#### [What the exercise asks]
What lines below contain the word "HTTP"? Please pull each one out.

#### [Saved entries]
^^^^

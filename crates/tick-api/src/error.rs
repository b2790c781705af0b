use thiserror::Error;
use tick_core::CoreError;

/// API client errors.
#[derive(Debug, Error)]
pub enum ApiError {
    /// The roles lookup returned something other than a non-empty role list.
    #[error("authorization failed, server responded: {body}")]
    Auth { body: String },
    /// A response body was not JSON, or not the JSON shape a resource expects.
    #[error("invalid response: {body}")]
    Response { body: String },
    /// Failed to build HTTP client.
    #[error("failed to build HTTP client: {0}")]
    ClientBuild(#[source] reqwest::Error),
    /// HTTP request failed before a response was received.
    #[error("request failed: {0}")]
    Request(#[from] reqwest::Error),
    /// Failed to encode a request body.
    #[error("failed to encode request body: {0}")]
    Encode(#[source] serde_json::Error),
    #[error(transparent)]
    Entry(#[from] CoreError),
}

^^^^

#### [Output for this exercise]
    /// Failed to build HTTP client.
    #[error("failed to build HTTP client: {0}")]
    /// HTTP request failed before a response was received.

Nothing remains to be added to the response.